Source records Start Marker
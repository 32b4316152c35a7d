use crate::prelude::{eprintln, println, *};
use colored::Colorize;
use rectools_core::hanoi::{move_count, solve, Move};
use serde::Serialize;

/// 2^20 - 1 moves is already more than a terminal full of output; refuse
/// anything bigger before allocating it.
const MAX_DISKS: i32 = 20;

#[derive(Debug, clap::Parser)]
#[command(name = "hanoi")]
#[command(about = "Solve the Tower of Hanoi puzzle and print the move sequence")]
#[command(allow_negative_numbers = true)]
pub struct App {
    /// Number of disks on the source peg
    n: i32,

    /// Label of the peg the disks start on
    #[arg(long, default_value = "A")]
    source: char,

    /// Label of the peg the disks must end on
    #[arg(long, default_value = "C")]
    destination: char,

    /// Label of the spare peg
    #[arg(long, default_value = "B")]
    auxiliary: char,

    /// Print the moves as a table instead of one line per move
    #[arg(long)]
    table: bool,

    /// Output as JSON
    #[arg(long)]
    json: bool,
}

#[derive(Debug, Serialize)]
pub struct HanoiOutput {
    pub disks: i32,
    pub source: char,
    pub destination: char,
    pub auxiliary: char,
    pub total_moves: usize,
    pub moves: Vec<Move>,
}

pub fn run(app: App, global: crate::Global) -> Result<()> {
    if app.source == app.destination
        || app.source == app.auxiliary
        || app.destination == app.auxiliary
    {
        return Err(eyre!(
            "peg labels must be distinct (got {}, {}, {})",
            app.source,
            app.destination,
            app.auxiliary
        ));
    }

    if app.n > MAX_DISKS {
        return Err(eyre!(
            "{} disks would take {} moves; the practical limit is {} disks",
            app.n,
            move_count(app.n),
            MAX_DISKS
        ));
    }

    if global.verbose {
        println!(
            "Solving Tower of Hanoi for {} disks ({} -> {}, spare {})",
            app.n, app.source, app.destination, app.auxiliary
        );
        println!();
    }

    if app.n <= 0 {
        eprintln!("Number of disks must be greater than 0.");
        return Ok(());
    }

    let moves = solve(app.n, app.source, app.destination, app.auxiliary);

    if app.json {
        let output = HanoiOutput {
            disks: app.n,
            source: app.source,
            destination: app.destination,
            auxiliary: app.auxiliary,
            total_moves: moves.len(),
            moves,
        };
        println!("{}", serde_json::to_string_pretty(&output)?);
        return Ok(());
    }

    println!("{}", "=".repeat(80));
    println!("TOWER OF HANOI ({} disks)", app.n);
    println!("{}", "=".repeat(80));
    println!();

    if app.table {
        let mut table = new_table();
        table.add_row(prettytable::row![
            "#".bold().cyan(),
            "Disk".bold().cyan(),
            "From".bold().cyan(),
            "To".bold().cyan()
        ]);
        for (index, step) in moves.iter().enumerate() {
            table.add_row(prettytable::row![
                (index + 1).to_string().bright_black(),
                step.disk.to_string(),
                step.from.to_string(),
                step.to.to_string()
            ]);
        }
        table.printstd();
    } else {
        for step in &moves {
            println!("{}", step);
        }
    }

    println!();
    println!(
        "Solved in {} moves (the minimum for {} disks).",
        moves.len().to_string().bright_white(),
        app.n
    );

    Ok(())
}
Source records End Marker
All of the entries above are to be written out again exactly.

repository 32b4316152c35a7d
use crate::prelude::{eprintln, println, *};
use colored::Colorize;
use rectools_core::hanoi::{move_count, solve, Move};
use serde::Serialize;

/// 2^20 - 1 moves is already more than a terminal full of output; refuse
/// anything bigger before allocating it.
const MAX_DISKS: i32 = 20;

#[derive(Debug, clap::Parser)]
#[command(name = "hanoi")]
#[command(about = "Solve the Tower of Hanoi puzzle and print the move sequence")]
#[command(allow_negative_numbers = true)]
pub struct App {
    /// Number of disks on the source peg
    n: i32,

    /// Label of the peg the disks start on
    #[arg(long, default_value = "A")]
    source: char,

    /// Label of the peg the disks must end on
    #[arg(long, default_value = "C")]
    destination: char,

    /// Label of the spare peg
    #[arg(long, default_value = "B")]
    auxiliary: char,

    /// Print the moves as a table instead of one line per move
    #[arg(long)]
    table: bool,

    /// Output as JSON
    #[arg(long)]
    json: bool,
}

#[derive(Debug, Serialize)]
pub struct HanoiOutput {
    pub disks: i32,
    pub source: char,
    pub destination: char,
    pub auxiliary: char,
    pub total_moves: usize,
    pub moves: Vec<Move>,
}

pub fn run(app: App, global: crate::Global) -> Result<()> {
    if app.source == app.destination
        || app.source == app.auxiliary
        || app.destination == app.auxiliary
    {
        return Err(eyre!(
            "peg labels must be distinct (got {}, {}, {})",
            app.source,
            app.destination,
            app.auxiliary
        ));
    }

    if app.n > MAX_DISKS {
        return Err(eyre!(
            "{} disks would take {} moves; the practical limit is {} disks",
            app.n,
            move_count(app.n),
            MAX_DISKS
        ));
    }

    if global.verbose {
        println!(
            "Solving Tower of Hanoi for {} disks ({} -> {}, spare {})",
            app.n, app.source, app.destination, app.auxiliary
        );
        println!();
    }

    if app.n <= 0 {
        eprintln!("Number of disks must be greater than 0.");
        return Ok(());
    }

    let moves = solve(app.n, app.source, app.destination, app.auxiliary);

    if app.json {
        let output = HanoiOutput {
            disks: app.n,
            source: app.source,
            destination: app.destination,
            auxiliary: app.auxiliary,
            total_moves: moves.len(),
            moves,
        };
        println!("{}", serde_json::to_string_pretty(&output)?);
        return Ok(());
    }

    println!("{}", "=".repeat(80));
    println!("TOWER OF HANOI ({} disks)", app.n);
    println!("{}", "=".repeat(80));
    println!();

    if app.table {
        let mut table = new_table();
        table.add_row(prettytable::row![
            "#".bold().cyan(),
            "Disk".bold().cyan(),
            "From".bold().cyan(),
            "To".bold().cyan()
        ]);
        for (index, step) in moves.iter().enumerate() {
            table.add_row(prettytable::row![
                (index + 1).to_string().bright_black(),
                step.disk.to_string(),
                step.from.to_string(),
                step.to.to_string()
            ]);
        }
        table.printstd();
    } else {
        for step in &moves {
            println!("{}", step);
        }
    }

    println!();
    println!(
        "Solved in {} moves (the minimum for {} disks).",
        moves.len().to_string().bright_white(),
        app.n
    );

    Ok(())
}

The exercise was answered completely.